The Deepest Longings of Our Heart
Jesus makes the claim in today’s Gospel that he is the “fulfillment” of the prophecy of Isaiah. In doing so, Jesus makes known that he is the fulfillment of all the prophets. He is the Christ–he is the messiah. This is made all the more abundantly clear when the powers of darkness yell against Jesus “Have you come to destroy us?” (Spoiler alert: He has!) [Lk 4:34].
But Jesus does more than just fulfill the prophecies that pointed to him. He does more than simply execute the completion of a promise made millennia before his arrival. Jesus, as the son of God, fulfills the longings of the human heart. As St Augustine said in his famous autobiography: “You stir man to take pleasure in praising you, because you have made us for yourself, and our heart is restless until it rests in you.”

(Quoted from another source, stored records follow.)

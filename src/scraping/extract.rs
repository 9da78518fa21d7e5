//! Field extractors.
//!
//! Each function reads one field of a post from the document tree and falls
//! back to the field's default (`""`, `0`, empty list) when the expected
//! substructure is missing. Nothing here returns an error.

use super::dom::{Node, TextJoin};
use super::rules::CompiledRules;
use crate::types::Comment;

/// Author display name, taken from the visible (non screen-reader) variant of
/// the actor title.
pub fn posted_by(post: &Node<'_>, rules: &CompiledRules) -> String {
    post.find(&rules.actor_title)
        .and_then(|title| title.find(&rules.actor_title_visible))
        .map(|visible| visible.text(TextJoin::Trimmed))
        .unwrap_or_default()
}

/// Relative post time: the sub-description up to the first separator glyph.
pub fn posted_time(post: &Node<'_>, rules: &CompiledRules) -> String {
    let Some(container) = post.find(&rules.actor_sub_description) else {
        return String::new();
    };
    let text = container.text(TextJoin::Trimmed);
    let sep = rules.posted_separator.as_str();
    if !sep.is_empty() {
        if let Some((head, _)) = text.split_once(sep) {
            return head.trim().to_string();
        }
    }
    text
}

/// Caption text with hashtag and mention links removed.
///
/// Works on an isolated copy of the container so the original stays intact for
/// [`hashtags`].
pub fn caption(container: Option<&Node<'_>>, rules: &CompiledRules) -> String {
    let Some(container) = container else {
        return String::new();
    };
    let mut copy = container.isolate();
    copy.remove_all(&rules.caption_strip);
    copy.root().text(TextJoin::Separated(" "))
}

/// Hashtags linked from the caption, in document order, duplicates kept.
pub fn hashtags(container: Option<&Node<'_>>, rules: &CompiledRules) -> Vec<String> {
    let Some(container) = container else {
        return Vec::new();
    };
    container
        .find_where(&rules.hashtag_anchor, |a| {
            a.attr("href")
                .is_some_and(|href| rules.hashtag_href.is_match(href))
        })
        .iter()
        .filter_map(|a| {
            let text = a.text(TextJoin::Trimmed);
            rules
                .hashtag_token
                .find(&text)
                .map(|m| m.as_str().to_string())
        })
        .collect()
}

pub fn reaction_count(post: &Node<'_>, rules: &CompiledRules) -> u64 {
    post.find(&rules.reactions_count)
        .and_then(|span| parse_count(&span.text(TextJoin::Trimmed)))
        .unwrap_or(0)
}

/// First `"<N> repost(s)"` count found on a button label.
pub fn repost_count(post: &Node<'_>, rules: &CompiledRules) -> u64 {
    post.find_all(&rules.repost_button)
        .iter()
        .filter_map(|btn| btn.attr("aria-label"))
        .filter_map(|label| rules.repost_label.captures(label))
        .find_map(|caps| caps.get(1).and_then(|m| parse_count(m.as_str())))
        .unwrap_or(0)
}

/// Declared comment total, e.g. `"12 comments"` → 12. The leading token must
/// be a plain digit run; `"1,234 comments"` yields 0.
pub fn comment_count(post: &Node<'_>, rules: &CompiledRules) -> u64 {
    post.find(&rules.comment_counts_item)
        .and_then(|item| item.find(&rules.comment_counts_visible))
        .and_then(|span| {
            let text = span.text(TextJoin::Trimmed);
            text.split_whitespace()
                .next()
                .filter(|tok| tok.chars().all(|c| c.is_ascii_digit()))
                .and_then(|tok| tok.parse().ok())
        })
        .unwrap_or(0)
}

/// Revealed comments with non-empty text.
pub fn comments(post: &Node<'_>, rules: &CompiledRules) -> Vec<Comment> {
    post.find_all(&rules.comment_item)
        .iter()
        .filter_map(|item| item.find(&rules.comment_text))
        .filter_map(|body| Comment::new(body.text(TextJoin::Trimmed)))
        .collect()
}

/// Parse a displayed count such as `"1,234"`. Thousands separators are
/// dropped; anything else that is not a plain digit run yields `None`.
pub fn parse_count(text: &str) -> Option<u64> {
    let digits: String = text.trim().chars().filter(|c| *c != ',').collect();
    if digits.is_empty() || !digits.chars().all(|c| c.is_ascii_digit()) {
        return None;
    }
    digits.parse().ok()
}

#[cfg(test)]
mod tests {
    use super::*;
    use crate::scraping::dom::Document;
    use crate::scraping::rules::ExtractionRules;

    fn rules() -> CompiledRules {
        ExtractionRules::default().compile().unwrap()
    }

    fn with_post<R>(inner: &str, f: impl FnOnce(&Node<'_>) -> R) -> R {
        let doc = Document::parse_fragment(&format!(
            r#"<ul><li class="artdeco-card mb2">{inner}</li></ul>"#
        ));
        let rules = rules();
        let post = doc.root().find(&rules.post_container).expect("post container");
        f(&post)
    }

    #[test]
    fn test_posted_by_prefers_visible_variant() {
        let html = r#"<span class="update-components-actor__title">
              <span dir="ltr"><span aria-hidden="true"><!---->Jane Doe<!----></span>
              <span class="visually-hidden">View Jane Doe’s profile</span></span></span>"#;
        assert_eq!(with_post(html, |p| posted_by(p, &rules())), "Jane Doe");
    }

    #[test]
    fn test_posted_by_without_visible_variant_is_empty() {
        let html = r#"<span class="update-components-actor__title">
              <span class="visually-hidden">Jane Doe</span></span>"#;
        assert_eq!(with_post(html, |p| posted_by(p, &rules())), "");
        assert_eq!(with_post("<p>no actor</p>", |p| posted_by(p, &rules())), "");
    }

    #[test]
    fn test_posted_time_keeps_segment_before_separator() {
        let html = r#"<span class="update-components-actor__sub-description">
              <span aria-hidden="true">2d • Edited • </span></span>"#;
        assert_eq!(with_post(html, |p| posted_time(p, &rules())), "2d");

        let plain = r#"<span class="update-components-actor__sub-description"> 5h </span>"#;
        assert_eq!(with_post(plain, |p| posted_time(p, &rules())), "5h");

        assert_eq!(with_post("<p></p>", |p| posted_time(p, &rules())), "");
    }

    #[test]
    fn test_caption_without_anchors() {
        let html = r#"<span class="break-words tvm-parent-container">
              <span dir="ltr">  Shipping   the new
              release <br> today </span></span>"#;
        with_post(html, |p| {
            let r = rules();
            let container = p.find(&r.caption_container);
            assert!(hashtags(container.as_ref(), &r).is_empty());
            assert_eq!(
                caption(container.as_ref(), &r),
                container.unwrap().text(TextJoin::Separated(" "))
            );
        });
    }

    #[test]
    fn test_caption_strips_links_and_hashtags_keep_order() {
        let html = r#"<span class="break-words tvm-parent-container"><span dir="ltr">
              We are <a href="https://www.linkedin.com/search/results/all/?keywords=%23hiring&origin=HASH_TAG">hashtag#hiring</a>
              with <a href="https://www.linkedin.com/in/acme">Acme</a>
              <a href="https://www.linkedin.com/search/results/all/?keywords=%23rust">#rust</a>
              <a href="https://www.linkedin.com/search/results/all/?keywords=%23hiring">#hiring</a>
              <a href="https://www.linkedin.com/search/results/all/?keywords=%23empty">no tag</a>
            </span></span>"#;
        with_post(html, |p| {
            let r = rules();
            let container = p.find(&r.caption_container);
            let text = caption(container.as_ref(), &r);
            let tags = hashtags(container.as_ref(), &r);

            assert_eq!(text, "We are with");
            assert_eq!(tags, vec!["#hiring", "#rust", "#hiring"]);
            for tag in &tags {
                assert!(!text.contains(tag.as_str()));
            }
        });
    }

    #[test]
    fn test_caption_is_idempotent_on_its_own_copy() {
        let html = r#"<span class="break-words tvm-parent-container">
              Great news <a href="/search/results/all/?keywords=%23hiring">#hiring</a> today</span>"#;
        with_post(html, |p| {
            let r = rules();
            let container = p.find(&r.caption_container);
            let first = caption(container.as_ref(), &r);

            let copy = container.unwrap().isolate();
            let reparsed = copy.root().find(&r.caption_container);
            assert_eq!(caption(reparsed.as_ref(), &r), first);
            assert_eq!(first, "Great news today");
        });
    }

    #[test]
    fn test_missing_caption_container_defaults() {
        let r = rules();
        assert_eq!(caption(None, &r), "");
        assert!(hashtags(None, &r).is_empty());
    }

    #[test]
    fn test_reaction_count_parsing() {
        let ok = r#"<span class="social-details-social-counts__reactions-count">1,234</span>"#;
        assert_eq!(with_post(ok, |p| reaction_count(p, &rules())), 1234);

        let bad = r#"<span class="social-details-social-counts__reactions-count">1.2K</span>"#;
        assert_eq!(with_post(bad, |p| reaction_count(p, &rules())), 0);

        assert_eq!(with_post("<p></p>", |p| reaction_count(p, &rules())), 0);
    }

    #[test]
    fn test_repost_count_takes_first_label_match() {
        let html = r#"
            <button aria-label="Like">Like</button>
            <button aria-label="3 reposts of Jane Doe’s post">3 reposts</button>
            <button aria-label="1 repost">1 repost</button>"#;
        assert_eq!(with_post(html, |p| repost_count(p, &rules())), 3);

        let grouped = r#"<button aria-label="1,020 reposts">x</button>"#;
        assert_eq!(with_post(grouped, |p| repost_count(p, &rules())), 1020);

        let none = r#"<button aria-label="Repost">Repost</button>"#;
        assert_eq!(with_post(none, |p| repost_count(p, &rules())), 0);
    }

    #[test]
    fn test_comment_count_uses_visible_span() {
        let html = r#"<ul><li class="social-details-social-counts__comments">
              <button><span aria-hidden="true">12 comments</span>
              <span class="visually-hidden">12 comments on Jane Doe’s post</span></button>
            </li></ul>"#;
        assert_eq!(with_post(html, |p| comment_count(p, &rules())), 12);

        let malformed = r#"<ul><li class="social-details-social-counts__comments">
              <span aria-hidden="true">comments</span></li></ul>"#;
        assert_eq!(with_post(malformed, |p| comment_count(p, &rules())), 0);
    }

    #[test]
    fn test_comment_count_requires_plain_digit_token() {
        let grouped = r#"<ul><li class="social-details-social-counts__comments">
              <span aria-hidden="true">1,234 comments</span></li></ul>"#;
        assert_eq!(with_post(grouped, |p| comment_count(p, &rules())), 0);

        let plain = r#"<ul><li class="social-details-social-counts__comments">
              <span aria-hidden="true">1234 comments</span></li></ul>"#;
        assert_eq!(with_post(plain, |p| comment_count(p, &rules())), 1234);
    }

    #[test]
    fn test_missing_comment_count_is_zero_even_with_comments() {
        let html = r#"
            <span class="comments-comment-item__main-content">
              <div class="update-components-text">First!</div></span>"#;
        with_post(html, |p| {
            let r = rules();
            assert_eq!(comment_count(p, &r), 0);
            assert_eq!(comments(p, &r).len(), 1);
        });
    }

    #[test]
    fn test_comments_drop_empty_and_keep_order() {
        let html = r#"
            <span class="comments-comment-item__main-content">
              <div class="update-components-text"><span dir="ltr">  </span></div></span>
            <span class="comments-comment-item__main-content">
              <div class="update-components-text"><span dir="ltr">Congrats <a href="/in/x">Sam</a>!</span></div></span>
            <span class="comments-comment-item__main-content"><p>no text node</p></span>
            <span class="comments-comment-item__main-content">
              <div class="update-components-text">Second</div></span>"#;
        let texts: Vec<String> = with_post(html, |p| comments(p, &rules()))
            .into_iter()
            .map(|c| c.text)
            .collect();
        assert_eq!(texts, vec!["Congrats Sam!", "Second"]);
    }

    #[test]
    fn test_parse_count_rejects_malformed_text() {
        assert_eq!(parse_count("42"), Some(42));
        assert_eq!(parse_count(" 1,234 "), Some(1234));
        assert_eq!(parse_count(""), None);
        assert_eq!(parse_count("-3"), None);
        assert_eq!(parse_count("12k"), None);
        assert_eq!(parse_count("abc"), None);
        assert_eq!(parse_count("99999999999999999999999"), None);
    }
}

The question we must ask ourselves is, “Am I willing to allow Jesus Christ to be the fulfillment of all my desires?” This is important because so often we allow ourselves to accept cheap substitutes for God. The world’s favorite substitutes are money, power, and pleasure of all kinds. None are bad in their own right but each will leave you wanting more if you try to use them to fill the deepest longings of your heart. If we are to truly be made new, we must desire Christ and allow him to fulfill our desire. As St Francis de Sales observed:
“Our hearts have a thirst which cannot be quenched by the pleasures of this mortal life, whereof the most esteemed and highest prized, if moderate, do not satisfy us, and if extreme, suffocate us. Yet we desire them always to be extreme, and they are never such without being excessive, insupportable, hurtful… O wonderful yet dear unrest of man’s heart!… Ah! what a union of our hearts shall there be with God there above in heaven, where, after these infinite desires of the true good never assuaged in this world, we shall find the living and powerful source thereof… what a holy and sweet ardour to be united and joined to the plentiful breasts of the All-goodness, either to be altogether absorbed in it, or to have it come entirely into us!”
Let us resolve this day to allow Christ to be the fulfillment of all our desires.
Engagement of the Senses
The engagement of the senses has always been an essential element to worship in the Catholic tradition. This engagement, is of course, something we carried over from our Jewish roots as the Old Testament talks of incense, and musical instruments being played before the Lord in worship.
For some reason, those who invoke the “Spirit of Vatican II” (yet, rarely, if ever, possess the ability to cite the actual documents of the Second Vatican Council) often express a desire to “ditch” the “bells and smells” of the Masses of old. Nonetheless the Church of today encourages us to utilize these symbols in worship. As we find in the General Instruction of the Roman Missal. “Incensation is an expression of reverence and of prayer, as is signified in Sacred Scripture (cf. Ps 141:2, Rev 8:3).”
Incense has long been a symbol of a prayer pleasing to God, and of our sacrifice of praise rising to the Father. It should also be noted, that in this age of aromatherapy, frankincense has been noted in several places to have great health benefits such as: Reducing inflammation, improving asthma, and even relieving symptoms of cancer. [A cursory Google search on “benefits of Frankincense” will produce several interesting articles]. On solemn feast days, and during Eucharistic adoration. Incense will continue to be used at St Elizabeth to enhance our worship. Recognizing that there are some who may have concerns, in the future, organic, hypoallergenic incense* will be used and its use will be announced in the bulletin and posted in the church on such occasions.
*Yes, such a thing exists. We are also told that it is gluten-free and assured no animals were harmed in its manufacture.